Approaching Loved Ones About Hearing Loss
The Royal National Institute for the Deaf
Hearing loss doesn't just your loved one, it also affects their partner, family members and friends. It may be difficult for your loved one to accept that they’re losing their hearing, so you’ll need to approach the subject in a gentle and tactful way. Convincing someone to seek help for hearing loss is the right thing to do, but is not always easy.
Having a hearing loss can greatly affect relationships in the family and social circles. It can become frustrating repeating things over and over andbe difficult tosee a loved one isolate themselves from the people and activities they enjoy.
What you can do:
- Talk to your loved one about their hearing concerns. Be caring and patient, it’s common for someone to deny their hearing loss. It’s helpful to discuss how advances in technology have changed the way hearing aids look and perform.
- Hearing loss is often gradual and so the signs can sometimes be subtle. Gently remind them of their hearing loss when you "translate" or repeat something for them. It could be that they are missing out on everyday sounds. Often it is the higher pitched sounds that tend to deteriorate first and so they may miss hearing bird song, the telephone or doorbell ring for example. Having discussions about these may prompt them to realise that they aren’t hearing them at all or as well as they could.
- Point out that everyday scenarios such as crossing the road may be more difficult or even dangerous with not being able to hear so well.
- Explain the importance of treating hearing loss. Some people become socially withdrawn and may avoid going out due to difficulties carrying out conversations with others in challenging listening situations. Just like exercise, hearing keeps your brain energized, therefore it is important to support a friend or family member overcome personal obstacles related to hearing loss.

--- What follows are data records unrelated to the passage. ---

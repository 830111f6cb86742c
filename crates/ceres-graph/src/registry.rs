//! Node type registry
//!
//! Maps a [`TypeIdentity`] to the node type's cached descriptor and a factory
//! that builds a live node from its persisted field blob. Deserialization goes
//! through [`NodeRegistry::resolve`], which applies type redirects first and
//! substitutes an [`InvalidNode`] placeholder when a type cannot be resolved.
//!
//! # Usage
//!
//! ```ignore
//! let mut registry = NodeRegistry::new();
//! registry.register_type::<BranchNode>();
//!
//! // or collect every inventory submission
//! let registry = NodeRegistry::with_builtins();
//! ```

use std::collections::HashMap;
use std::sync::{Arc, LazyLock};

use serde::de::DeserializeOwned;

use crate::data::NodeData;
use crate::descriptor::{DescribeNode, NodeDescriptor};
use crate::error::{CeresError, Result};
use crate::node::{InvalidNode, Node};
use crate::redirect::TypeRedirects;
use crate::types::{NodeCategory, PortType, TypeIdentity};

/// Builds a live node from its field blob and concrete generic arguments
pub type NodeFactory =
    Arc<dyn Fn(&serde_json::Value, &[PortType]) -> Result<Arc<dyn Node>> + Send + Sync>;

/// Link-time node type registration collected through `inventory`
pub struct NodeRegistration {
    pub descriptor: fn() -> NodeDescriptor,
    pub factory: fn(&serde_json::Value, &[PortType]) -> Result<Arc<dyn Node>>,
}

inventory::collect!(NodeRegistration);

/// Factory for node types whose fields deserialize with serde
pub fn deserialize_node<N>(
    fields: &serde_json::Value,
    _generic_arguments: &[PortType],
) -> Result<Arc<dyn Node>>
where
    N: Node + DeserializeOwned,
{
    let node: N = serde_json::from_value(fields.clone())?;
    Ok(Arc::new(node))
}

static INVALID_DESCRIPTOR: LazyLock<Arc<NodeDescriptor>> =
    LazyLock::new(|| Arc::new(InvalidNode::descriptor()));

/// A registration entry combining the cached descriptor with its factory
struct RegistryEntry {
    descriptor: Arc<NodeDescriptor>,
    factory: NodeFactory,
}

/// Outcome of resolving a persisted node
pub struct ResolvedNode {
    /// Identity the node resolved to (after redirects)
    pub identity: TypeIdentity,
    pub generic_arguments: Vec<PortType>,
    /// Concrete descriptor, generic placeholders substituted
    pub descriptor: Arc<NodeDescriptor>,
    pub node: Arc<dyn Node>,
    /// Persisted identity when a redirect was applied
    pub redirected_from: Option<TypeIdentity>,
    /// Set when the node is a placeholder
    pub invalid: Option<InvalidNode>,
}

impl ResolvedNode {
    fn placeholder(data: &NodeData) -> Self {
        let invalid = InvalidNode::new(
            data.node_type.clone(),
            data.generic_arguments.clone(),
            data.serialized_data.clone(),
        );
        Self {
            identity: TypeIdentity::parse(&data.node_type),
            generic_arguments: Vec::new(),
            descriptor: INVALID_DESCRIPTOR.clone(),
            node: Arc::new(invalid.clone()),
            redirected_from: None,
            invalid: Some(invalid),
        }
    }

    pub fn is_placeholder(&self) -> bool {
        self.invalid.is_some()
    }
}

/// Registry of node types
///
/// Registries can be composed by merging:
/// ```ignore
/// let mut registry = NodeRegistry::with_builtins();
/// registry.merge(plugin_registry);
/// ```
pub struct NodeRegistry {
    entries: HashMap<String, RegistryEntry>,
    redirects: TypeRedirects,
}

impl NodeRegistry {
    /// Create a new empty registry
    pub fn new() -> Self {
        Self {
            entries: HashMap::new(),
            redirects: TypeRedirects::new(),
        }
    }

    /// Registry holding every `inventory`-submitted node type and redirect
    pub fn with_builtins() -> Self {
        let mut registry = Self::new();
        for registration in inventory::iter::<NodeRegistration> {
            let factory = registration.factory;
            registry.register((registration.descriptor)(), Arc::new(factory));
        }
        registry.redirects = TypeRedirects::with_registered();
        log::debug!(
            "Collected {} node types and {} redirects",
            registry.entries.len(),
            registry.redirects.len()
        );
        registry
    }

    /// Register a node type; replaces an existing registration of the same identity
    pub fn register(&mut self, descriptor: NodeDescriptor, factory: NodeFactory) {
        let key = descriptor.identity.full_name();
        if self.entries.contains_key(&key) {
            log::debug!("Replacing registration for node type '{}'", key);
        }
        self.entries.insert(
            key,
            RegistryEntry {
                descriptor: Arc::new(descriptor),
                factory,
            },
        );
    }

    /// Register a node type whose fields deserialize with serde
    pub fn register_type<N>(&mut self)
    where
        N: Node + DescribeNode + DeserializeOwned,
    {
        self.register(N::descriptor(), Arc::new(deserialize_node::<N>));
    }

    /// Add an old -> new type redirect
    pub fn add_redirect(&mut self, from: impl Into<TypeIdentity>, to: impl Into<TypeIdentity>) {
        self.redirects.insert(from.into(), to.into());
    }

    pub fn redirects(&self) -> &TypeRedirects {
        &self.redirects
    }

    fn entry(&self, identity: &TypeIdentity) -> Option<&RegistryEntry> {
        self.entries
            .get(&identity.full_name())
            .filter(|entry| entry.descriptor.identity.matches(identity))
    }

    /// Cached descriptor of a registered type
    pub fn descriptor(&self, identity: &TypeIdentity) -> Option<Arc<NodeDescriptor>> {
        self.entry(identity).map(|e| e.descriptor.clone())
    }

    /// Check if a node type is registered
    pub fn has_node_type(&self, identity: &TypeIdentity) -> bool {
        self.entry(identity).is_some()
    }

    /// Identity after applying redirects, if the result is registered
    pub fn resolve_identity(&self, identity: &TypeIdentity) -> Option<TypeIdentity> {
        if let Some(target) = self.redirects.resolve(identity) {
            if self.has_node_type(&target) {
                return Some(target);
            }
            log::warn!(
                "Redirect target '{}' for '{}' is not registered",
                target,
                identity
            );
        }
        self.has_node_type(identity).then(|| identity.clone())
    }

    /// All registered descriptors
    pub fn all_descriptors(&self) -> Vec<Arc<NodeDescriptor>> {
        self.entries.values().map(|e| e.descriptor.clone()).collect()
    }

    /// Descriptors grouped by category
    pub fn descriptors_by_category(&self) -> HashMap<NodeCategory, Vec<Arc<NodeDescriptor>>> {
        let mut grouped: HashMap<NodeCategory, Vec<Arc<NodeDescriptor>>> = HashMap::new();
        for entry in self.entries.values() {
            grouped
                .entry(entry.descriptor.category)
                .or_default()
                .push(entry.descriptor.clone());
        }
        grouped
    }

    /// List all registered type names
    pub fn node_types(&self) -> Vec<&str> {
        self.entries.keys().map(|s| s.as_str()).collect()
    }

    pub fn len(&self) -> usize {
        self.entries.len()
    }

    pub fn is_empty(&self) -> bool {
        self.entries.is_empty()
    }

    /// Merge another registry into this one
    ///
    /// Entries and redirects from `other` override those in `self`.
    pub fn merge(&mut self, other: NodeRegistry) {
        self.entries.extend(other.entries);
        self.redirects.merge(other.redirects);
    }

    /// Build a live node, or a placeholder if its type cannot be resolved
    ///
    /// Never fails: every failure (unknown type, bad generic arguments,
    /// malformed fields) is logged and turned into an [`InvalidNode`].
    pub fn resolve(&self, data: &NodeData) -> ResolvedNode {
        match self.try_resolve(data) {
            Ok(resolved) => resolved,
            Err(e) => {
                log::warn!("Node '{}' replaced by placeholder: {}", data.guid, e);
                ResolvedNode::placeholder(data)
            }
        }
    }

    fn try_resolve(&self, data: &NodeData) -> Result<ResolvedNode> {
        let persisted = TypeIdentity::parse(&data.node_type);
        let identity = self
            .resolve_identity(&persisted)
            .ok_or_else(|| CeresError::TypeResolution(data.node_type.clone()))?;
        let entry = self
            .entry(&identity)
            .ok_or_else(|| CeresError::TypeResolution(data.node_type.clone()))?;

        let generic_arguments = data
            .generic_arguments
            .iter()
            .map(|arg| arg.parse::<PortType>())
            .collect::<std::result::Result<Vec<_>, _>>()
            .map_err(|e| CeresError::TypeResolution(format!("{}: {}", data.node_type, e)))?;

        let plain = entry.descriptor.generic_parameters == 0 && generic_arguments.is_empty();
        let descriptor = if plain {
            entry.descriptor.clone()
        } else {
            let concrete = entry.descriptor.instantiate(&generic_arguments).ok_or_else(|| {
                CeresError::TypeResolution(format!(
                    "{}<{}>",
                    data.node_type,
                    data.generic_arguments.join(", ")
                ))
            })?;
            Arc::new(concrete)
        };

        let node = (entry.factory)(&data.fields(), &generic_arguments)?;
        let redirected_from = (!persisted.matches(&identity)).then_some(persisted);
        if let Some(from) = &redirected_from {
            log::info!("Node '{}' redirected from '{}' to '{}'", data.guid, from, identity);
        }

        Ok(ResolvedNode {
            identity: entry.descriptor.identity.clone(),
            generic_arguments,
            descriptor,
            node,
            redirected_from,
            invalid: None,
        })
    }
}

impl Default for NodeRegistry {
    fn default() -> Self {
        Self::new()
    }
}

- A first step, could be taking an online hearing check which will highlight any issues and can be used as a stepping stone before seeing a specialist.
- Encourage them to visit a hearing professional to do more research and get their questions answered. Remind them they have nothing to lose and potentially everything to gain by seeing a hearing professional.
- Offer to schedule and attend a hearing consultation with them.
- Make them aware of the benefit and availability of our Information Line contact details for information on hearing loss, tinnitus, lipreading classes and local support groups that may exist in their area.
- Try not to speak for your partner or leave them out of the conversation – make sure they know the conversation topic.
- It’s also important that you don’t give up your normal social activities and carry on socialising.
- Find out more about equipment that can help your loved one, such as doorbell alerting devices and hearing loop systems, so they feel more involved. This can be the same at work. Under equality legislation, their employer must make adjustments for them (see our section on hearing loss at work).
- Set a good example for others to follow – speak clearly and a little slower, so your loved one can understand you and other people can see how to communicate with them effectively. Ensure your face is under good lighting to aid lipreading.
- Encourage your partner to explain their hearing loss to friends and family once they feel comfortable.